# TASK OBJECTIVE
The word "PgTransaction" appears in some lines of the entries. Say how many, and give nothing but the number.

# EXERCISE INPUTS
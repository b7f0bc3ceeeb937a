//! PostgreSQL-backed datastore.
//!
//! All kinds share one `entities` table with a JSONB property column.
//! Transactions run at SERIALIZABLE so Postgres detects the read/write
//! conflicts the email index depends on; those surface as
//! [`StoreError::Aborted`].

use anyhow::Context;
use async_trait::async_trait;
use serde_json::Value;
use sqlx::{postgres::PgPoolOptions, PgPool, Postgres};
use tracing::{debug, info};

use super::{Datastore, Direction, Entity, Key, KeyId, Properties, Query, StoreError, Transaction};

const SERIALIZATION_FAILURE: &str = "40001";
const DEADLOCK_DETECTED: &str = "40P01";
const UNIQUE_VIOLATION: &str = "23505";

fn classify(err: sqlx::Error) -> StoreError {
    if let sqlx::Error::Database(db) = &err {
        if let Some(code) = db.code() {
            if matches!(
                code.as_ref(),
                SERIALIZATION_FAILURE | DEADLOCK_DETECTED | UNIQUE_VIOLATION
            ) {
                debug!(%code, "postgres reported a write conflict");
                return StoreError::Aborted;
            }
        }
    }
    StoreError::Database { source: err }
}

fn key_name(key: &Key, operation: &'static str) -> Result<String, StoreError> {
    key.require_complete(operation)?;
    key.id.encode().ok_or(StoreError::IncompleteKey {
        kind: key.kind,
        operation,
    })
}

fn into_entity(kind: super::Kind, raw_key: &str, properties: Value) -> Result<Entity, StoreError> {
    let properties = match properties {
        Value::Object(map) => map,
        _ => return Err(StoreError::NotAnObject { kind }),
    };
    Ok(Entity::new(
        Key {
            kind,
            id: KeyId::decode(raw_key)?,
        },
        properties,
    ))
}

const SELECT_ONE: &str = "SELECT properties FROM entities WHERE kind = $1 AND key_name = $2";
const UPSERT: &str = r#"
    INSERT INTO entities (kind, key_name, properties)
    VALUES ($1, $2, $3)
    ON CONFLICT (kind, key_name) DO UPDATE SET properties = EXCLUDED.properties
"#;
const DELETE: &str = "DELETE FROM entities WHERE kind = $1 AND key_name = $2";
const NEXT_ID: &str = "SELECT nextval('entity_ids')";

#[derive(Clone)]
pub struct PgDatastore {
    pool: PgPool,
}

impl PgDatastore {
    pub async fn connect(database_url: &str) -> anyhow::Result<Self> {
        let pool = PgPoolOptions::new()
            .max_connections(10)
            .connect(database_url)
            .await
            .context("connect to database")?;
        sqlx::migrate!("./migrations")
            .run(&pool)
            .await
            .context("run migrations")?;
        info!("postgres datastore ready");
        Ok(Self { pool })
    }

    async fn complete(&self, key: Key) -> Result<Key, StoreError> {
        if key.is_complete() {
            return Ok(key);
        }
        let id: i64 = sqlx::query_scalar(NEXT_ID)
            .fetch_one(&self.pool)
            .await
            .map_err(classify)?;
        Ok(Key::with_id(key.kind, id))
    }
}

#[async_trait]
impl Datastore for PgDatastore {
    async fn get(&self, key: &Key) -> Result<Option<Entity>, StoreError> {
        let name = key_name(key, "get")?;
        let row: Option<(Value,)> = sqlx::query_as(SELECT_ONE)
            .bind(key.kind.as_str())
            .bind(&name)
            .fetch_optional(&self.pool)
            .await
            .map_err(classify)?;
        row.map(|(props,)| into_entity(key.kind, &name, props))
            .transpose()
    }

    async fn put(&self, entity: Entity) -> Result<Key, StoreError> {
        let key = self.complete(entity.key).await?;
        let name = key_name(&key, "put")?;
        sqlx::query(UPSERT)
            .bind(key.kind.as_str())
            .bind(&name)
            .bind(Value::Object(entity.properties))
            .execute(&self.pool)
            .await
            .map_err(classify)?;
        Ok(key)
    }

    async fn delete(&self, key: &Key) -> Result<(), StoreError> {
        let name = key_name(key, "delete")?;
        sqlx::query(DELETE)
            .bind(key.kind.as_str())
            .bind(&name)
            .execute(&self.pool)
            .await
            .map_err(classify)?;
        Ok(())
    }

    async fn query(&self, query: &Query) -> Result<Vec<Entity>, StoreError> {
        let containment: Properties = query
            .filters
            .iter()
            .map(|f| (f.field.clone(), f.value.clone()))
            .collect();
        let (field, direction) = match &query.order {
            Some(order) => (order.field.as_str(), order.direction),
            None => ("", Direction::Ascending),
        };
        let sql = format!(
            "SELECT key_name, properties FROM entities \
             WHERE kind = $1 AND properties @> $2 \
             ORDER BY properties -> $3 {}, key_name \
             LIMIT $4 OFFSET $5",
            match direction {
                Direction::Ascending => "ASC",
                Direction::Descending => "DESC",
            }
        );
        let rows: Vec<(String, Value)> = sqlx::query_as(&sql)
            .bind(query.kind.as_str())
            .bind(Value::Object(containment))
            .bind(field)
            .bind(query.limit)
            .bind(query.offset)
            .fetch_all(&self.pool)
            .await
            .map_err(classify)?;
        rows.into_iter()
            .map(|(name, props)| into_entity(query.kind, &name, props))
            .collect()
    }

    async fn transaction(&self) -> Result<Box<dyn Transaction>, StoreError> {
        let mut tx = self.pool.begin().await.map_err(classify)?;
        sqlx::query("SET TRANSACTION ISOLATION LEVEL SERIALIZABLE")
            .execute(&mut *tx)
            .await
            .map_err(classify)?;
        Ok(Box::new(PgTransaction {
            tx,
            store: self.clone(),
            written: Vec::new(),
        }))
    }
}

struct PgTransaction {
    tx: sqlx::Transaction<'static, Postgres>,
    store: PgDatastore,
    written: Vec<Key>,
}

#[async_trait]
impl Transaction for PgTransaction {
    async fn get(&mut self, key: &Key) -> Result<Option<Entity>, StoreError> {
        let name = key_name(key, "get")?;
        let row: Option<(Value,)> = sqlx::query_as(SELECT_ONE)
            .bind(key.kind.as_str())
            .bind(&name)
            .fetch_optional(&mut *self.tx)
            .await
            .map_err(classify)?;
        row.map(|(props,)| into_entity(key.kind, &name, props))
            .transpose()
    }

    async fn put(&mut self, entity: Entity) -> Result<(), StoreError> {
        // Sequence values are drawn outside the transaction, like any
        // Postgres sequence; gaps after a rollback are expected.
        let key = self.store.complete(entity.key).await?;
        let name = key_name(&key, "put")?;
        sqlx::query(UPSERT)
            .bind(key.kind.as_str())
            .bind(&name)
            .bind(Value::Object(entity.properties))
            .execute(&mut *self.tx)
            .await
            .map_err(classify)?;
        self.written.push(key);
        Ok(())
    }

    async fn delete(&mut self, key: &Key) -> Result<(), StoreError> {
        let name = key_name(key, "delete")?;
        sqlx::query(DELETE)
            .bind(key.kind.as_str())
            .bind(&name)
            .execute(&mut *self.tx)
            .await
            .map_err(classify)?;
        Ok(())
    }

    async fn commit(self: Box<Self>) -> Result<Vec<Key>, StoreError> {
        let PgTransaction { tx, written, .. } = *self;
        tx.commit().await.map_err(classify)?;
        Ok(written)
    }

    async fn rollback(self: Box<Self>) -> Result<(), StoreError> {
        self.tx.rollback().await.map_err(classify)
    }
}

# EXERCISE ANSWER
4